Their joy will be in doing what’s right and being themselves, and not in being affirmed by. Galatians 6:4 TPT

JESUS WASN’T PRETTY

I didn’t know until I was older that Jesus wasn’t a mirror image of that tall, dark, and handsome man with the well-groomed facial hair who hung on our family room wall in a gold-framed picture for years when I was growing up. It’s a picture my mind grapples with even today — the idea that He likely wasn’t good-looking enough to be TV’s next bachelor.

The Bible doesn’t tell us exactly what Jesus looked like when He walked this earth, but scholars have done their best to piece it together. Scripture we do have that supports His everyday-man look (“he had no form or majesty that we should look at him, and no beauty that we should desire him,” Isaiah 53:2 ESV) helps us conclude He wasn’t the world’s standard of physically attractive. It’s hard for us not to imagine the tall, good-looking Jesus walking around, with people swooning at the mere sight. But it’s not the case. Based on skeletal remains of first-century Jews, archaeologists have deduced that the average build of a male during the time of Jesus’ public ministry was five foot one, 110 pounds. I hate to break the news if you didn’t already realize it:

Jesus wasn’t pretty.1 Not in the worldly sense, that is, based on good looks.

Everything about His coming to earth was purposeful and specific, so this, too, must have been part of God’s sovereign plan.

Perhaps if He had been attractive, we would make this the reason He drew so many people to Him or use it to explain the dedication of His followers.

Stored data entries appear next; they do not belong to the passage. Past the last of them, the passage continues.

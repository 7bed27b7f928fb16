//! The app asset-root index, spec.md §4.I.
//!
//! Grounded in `original_source/libs/core/src/Assets/AppAssetRoots.cc`:
//! `set_app_root` is `SetAppRootPath`/`FindAssetRoots`, `replace_tokens` is
//! `ReplaceTokens`, and the module-root scan (including the latest-version
//! tracking) is the `FindAssetRoots` module loop.

use std::collections::HashMap;
use std::path::{Path, PathBuf};

use thiserror::Error;
use tracing::{debug, error};

use crate::assets::version::Version;

/// Well-known directory name for first-party JS sources under the app root.
pub const ROOT_JS: &str = "js";
/// Well-known directory name for versioned native/JS modules under the app root.
pub const ROOT_MODULES: &str = "modules";
/// Well-known directory name for non-code resources under the app root.
pub const ROOT_RESOURCES: &str = "resources";

const TOKEN_APP_ROOT: &str = "@app-root@";
const TOKEN_JS: &str = "@js@";
const TOKEN_MODULES: &str = "@modules@";
const TOKEN_RESOURCES: &str = "@resources@";

/// Errors raised by [`AssetRootIndex`] operations.
#[derive(Error, Debug)]
pub enum AssetRootError {
    /// `set_app_root` was called on an index that already has one.
    #[error("app root has already been set")]
    AlreadySet,

    /// The candidate path does not exist or is not a directory.
    #[error("app root path does not exist or is not a directory: {0}")]
    NotADirectory(PathBuf),

    /// One of the three well-known directories was missing under the root.
    #[error("app root is missing the required '{0}' directory")]
    MissingWellKnownDirectory(&'static str),

    /// An I/O error occurred while scanning the app root.
    #[error("I/O error scanning app root: {0}")]
    Io(#[from] std::io::Error),
}

/// Maps symbolic module names to filesystem roots, tracks the latest
/// version per bare module name, and resolves `@token@`-prefixed paths
/// against the app root. Populated once via [`AssetRootIndex::set_app_root`].
#[derive(Debug, Default)]
pub struct AssetRootIndex {
    app_root: Option<PathBuf>,
    module_roots: HashMap<String, PathBuf>,
    latest_version: HashMap<String, Version>,
}

impl AssetRootIndex {
    /// Create an empty index.
    pub fn new() -> Self {
        Self::default()
    }

    /// The app root, once set.
    pub fn app_root(&self) -> Option<&Path> {
        self.app_root.as_deref()
    }

    /// Set the app root. Succeeds only once, and only when `path` is an
    /// existing directory that contains `js`, `modules`, and `resources`
    /// subdirectories. On success, scans `modules/<name>/<version>` and
    /// populates the module-root and latest-version tables.
    pub fn set_app_root(&mut self, path: impl AsRef<Path>) -> Result<(), AssetRootError> {
        if self.app_root.is_some() {
            return Err(AssetRootError::AlreadySet);
        }
        let path = path.as_ref();
        if !path.is_dir() {
            error!(path = %path.display(), "app root path does not exist or is not a directory");
            return Err(AssetRootError::NotADirectory(path.to_path_buf()));
        }
        let absolute = path.canonicalize().unwrap_or_else(|_| path.to_path_buf());
        self.find_asset_roots(&absolute)?;
        self.app_root = Some(absolute);
        Ok(())
    }

    fn find_asset_roots(&mut self, root: &Path) -> Result<(), AssetRootError> {
        let mut found_js = false;
        let mut found_modules = false;
        let mut found_resources = false;

        for entry in std::fs::read_dir(root)? {
            let entry = entry?;
            if !entry.file_type()?.is_dir() {
                continue;
            }
            match entry.file_name().to_string_lossy().as_ref() {
                ROOT_JS => found_js = true,
                ROOT_MODULES => found_modules = true,
                ROOT_RESOURCES => found_resources = true,
                _ => {}
            }
        }

        for (found, name) in [
            (found_js, ROOT_JS),
            (found_modules, ROOT_MODULES),
            (found_resources, ROOT_RESOURCES),
        ] {
            if !found {
                error!(directory = name, "app root is missing a required directory");
                return Err(AssetRootError::MissingWellKnownDirectory(name));
            }
        }

        self.module_roots.insert(ROOT_JS.to_string(), root.join(ROOT_JS));
        self.module_roots.insert(ROOT_RESOURCES.to_string(), root.join(ROOT_RESOURCES));

        let modules_dir = root.join(ROOT_MODULES);
        for entry in std::fs::read_dir(&modules_dir)? {
            let entry = entry?;
            if !entry.file_type()?.is_dir() {
                continue;
            }
            let module_name = entry.file_name().to_string_lossy().into_owned();
            if module_name == ROOT_JS || module_name == ROOT_RESOURCES {
                continue;
            }
            let module_dir = entry.path();
            for version_entry in std::fs::read_dir(&module_dir)? {
                let version_entry = version_entry?;
                if !version_entry.file_type()?.is_dir() {
                    continue;
                }
                let version_name = version_entry.file_name().to_string_lossy().into_owned();
                let version = Version::parse(&version_name);
                if !version.is_valid() {
                    continue;
                }
                let qualified = format!("{module_name}/{version_name}");
                self.module_roots.insert(qualified, version_entry.path());
                match self.latest_version.get(&module_name) {
                    Some(latest) if *latest >= version => {}
                    _ => {
                        self.latest_version.insert(module_name.clone(), version);
                    }
                }
            }
        }

        debug!(
            modules = self.module_roots.len(),
            versions = self.latest_version.len(),
            "asset roots indexed"
        );
        Ok(())
    }

    /// Insert a module root by name. Returns `false` if the name is already
    /// present.
    pub fn add_module_root(&mut self, name: impl Into<String>, path: impl Into<PathBuf>) -> bool {
        match self.module_roots.entry(name.into()) {
            std::collections::hash_map::Entry::Occupied(_) => false,
            std::collections::hash_map::Entry::Vacant(slot) => {
                slot.insert(path.into());
                true
            }
        }
    }

    /// Look up a module root's filesystem path by name.
    pub fn find_module_root(&self, name: &str) -> Option<&Path> {
        self.module_roots.get(name).map(PathBuf::as_path)
    }

    /// The latest seen [`Version`] for a bare module name, if any.
    pub fn latest_version(&self, name: &str) -> Option<&Version> {
        self.latest_version.get(name)
    }

    /// Expand a path that starts with one of the recognized tokens
    /// (`@app-root@`, `@js@`, `@modules@`, `@resources@`) into an absolute
    /// path rooted at the app root. Paths without a recognized token are
    /// returned unchanged.
    pub fn replace_tokens(&self, path: impl AsRef<Path>) -> PathBuf {
        let Some(app_root) = &self.app_root else {
            return path.as_ref().to_path_buf();
        };
        let raw = path.as_ref().to_string_lossy();

        let (strip_len, literal) = if raw.starts_with(TOKEN_APP_ROOT) {
            (TOKEN_APP_ROOT.len(), None)
        } else if raw.starts_with(TOKEN_JS) {
            (TOKEN_JS.len(), Some(ROOT_JS))
        } else if raw.starts_with(TOKEN_MODULES) {
            (TOKEN_MODULES.len(), Some(ROOT_MODULES))
        } else if raw.starts_with(TOKEN_RESOURCES) {
            (TOKEN_RESOURCES.len(), Some(ROOT_RESOURCES))
        } else {
            return path.as_ref().to_path_buf();
        };

        let remainder = raw[strip_len..].trim_start_matches(['/', '\\']);
        let mut result = app_root.clone();
        if let Some(literal) = literal {
            result.push(literal);
        }
        if !remainder.is_empty() {
            result.push(remainder);
        }
        result
    }

    /// Token-expand `path`, then compute it relative to the app root.
    pub fn make_relative_to_app_root(&self, path: impl AsRef<Path>) -> PathBuf {
        let expanded = self.replace_tokens(path);
        match &self.app_root {
            Some(root) => expanded.strip_prefix(root).map(Path::to_path_buf).unwrap_or(expanded),
            None => expanded,
        }
    }

    /// Token-expand `path`, then make it absolute under the app root if it
    /// is not already.
    pub fn make_absolute_to_app_root(&self, path: impl AsRef<Path>) -> PathBuf {
        let expanded = self.replace_tokens(path);
        if expanded.is_absolute() {
            return expanded;
        }
        match &self.app_root {
            Some(root) => root.join(expanded),
            None => expanded,
        }
    }
}

#[cfg(test)]
mod tests {
    use super::*;
    use tempfile::tempdir;

    fn build_fixture() -> tempfile::TempDir {
        let dir = tempdir().unwrap();
        std::fs::create_dir(dir.path().join(ROOT_JS)).unwrap();
        std::fs::create_dir(dir.path().join(ROOT_RESOURCES)).unwrap();
        let modules = dir.path().join(ROOT_MODULES);
        std::fs::create_dir(&modules).unwrap();
        std::fs::create_dir_all(modules.join("widgets/1.0.0")).unwrap();
        std::fs::create_dir_all(modules.join("widgets/1.2.0")).unwrap();
        dir
    }

    #[test]
    fn set_app_root_requires_well_known_directories() {
        let dir = tempdir().unwrap();
        let mut index = AssetRootIndex::new();
        assert!(matches!(
            index.set_app_root(dir.path()),
            Err(AssetRootError::MissingWellKnownDirectory(_))
        ));
    }

    #[test]
    fn set_app_root_scans_module_versions_and_tracks_latest() {
        let dir = build_fixture();
        let mut index = AssetRootIndex::new();
        index.set_app_root(dir.path()).unwrap();

        assert!(index.find_module_root("widgets/1.0.0").is_some());
        assert!(index.find_module_root("widgets/1.2.0").is_some());
        assert_eq!(index.latest_version("widgets").unwrap(), &Version::parse("1.2.0"));
    }

    #[test]
    fn set_app_root_is_once_only() {
        let dir = build_fixture();
        let mut index = AssetRootIndex::new();
        index.set_app_root(dir.path()).unwrap();
        assert!(matches!(index.set_app_root(dir.path()), Err(AssetRootError::AlreadySet)));
    }

    #[test]
    fn replace_tokens_rebases_under_app_root() {
        let dir = build_fixture();
        let mut index = AssetRootIndex::new();
        index.set_app_root(dir.path()).unwrap();

        let expanded = index.replace_tokens("@js@/main.js");
        assert_eq!(expanded, index.app_root().unwrap().join("js").join("main.js"));

        let expanded_modules = index.replace_tokens("@modules@/widgets/1.0.0/index.js");
        assert_eq!(
            expanded_modules,
            index.app_root().unwrap().join("modules").join("widgets/1.0.0/index.js")
        );
    }

    #[test]
    fn replace_tokens_rebases_app_root_token() {
        let dir = build_fixture();
        let mut index = AssetRootIndex::new();
        index.set_app_root(dir.path()).unwrap();

        let expanded = index.replace_tokens("@app-root@/resources/icon.png");
        assert_eq!(expanded, index.app_root().unwrap().join("resources/icon.png"));
    }

    #[test]
    fn replace_tokens_leaves_untokenized_paths_alone() {
        let dir = build_fixture();
        let mut index = AssetRootIndex::new();
        index.set_app_root(dir.path()).unwrap();
        assert_eq!(index.replace_tokens("plain/path.js"), PathBuf::from("plain/path.js"));
    }

    #[test]
    fn add_module_root_rejects_duplicate_names() {
        let mut index = AssetRootIndex::new();
        assert!(index.add_module_root("foo", "/tmp/foo"));
        assert!(!index.add_module_root("foo", "/tmp/bar"));
    }
}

Perhaps then we would have felt as if He had a leg up on us regular people, who have flaws, things we believe require a filter, and it would have distanced us from Him.

Jesus drew people in because He was real, and that is the real attractiveness. Our true appeal will always be our truth lived out.

To live a Jesus-over-everything life, we go to the core of why we follow Him to begin with: who He is, what He stood for, what drives His heart. While He walked this earth, He never tried to be anyone He wasn’t. He never changed His truth to fit in. The strategy of heaven in God coming to earth in the form of His Son was not to gain popularity but to save souls from themselves. The cross wasn’t pretty. It was brutal, humbling, and holy. It was real. What it does to change us, still today, is just as real.

We don’t need to make ourselves look any better or keep up with some standard of attractiveness the world sets. This is the cause of so much of our wounding. My fashion consultant speaker/friend Shari, calls these beauty wounds, and I can think of plenty of mine, self-inflicted and otherwise. Trying to be skinny all my life has about killed me. Wishing I had fuller lips and prettier legs is something on which I’ve spent too much mental energy. Comments made by high school boys that I’ve never forgotten — even another woman who was supposed to be my friend but made a point to let me know we couldn’t share clothes because she was smaller — these are marks that bore deep below the skin and stayed.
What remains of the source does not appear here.